Only the lines from the one containing "pub mod claim_ref_cleanup;" through the last line below should be written out, exactly and with both ends kept.

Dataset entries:

>>>>>

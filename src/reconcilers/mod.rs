//! Reconcilers for PersistentVolumeClaims
//!
//! Reconcilers hold the business logic executed per claim identity:
//! - Reading current claim and volume state
//! - Clearing the volume's claimRef when it points back at the claim
//! - Releasing the claim's finalizer once the volume is detached

pub mod claim_ref_cleanup;

pub use claim_ref_cleanup::{
    bound_volume, claim_ref_matches, has_finalizer, without_finalizer, ClaimRefReconciler,
    Completion, Outcome, PV_CLAIM_REF_CLEANUP_FINALIZER,
};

<<<<<

*Output of the exercise*.
pub mod claim_ref_cleanup;

pub use claim_ref_cleanup::{
    bound_volume, claim_ref_matches, has_finalizer, without_finalizer, ClaimRefReconciler,
    Completion, Outcome, PV_CLAIM_REF_CLEANUP_FINALIZER,
};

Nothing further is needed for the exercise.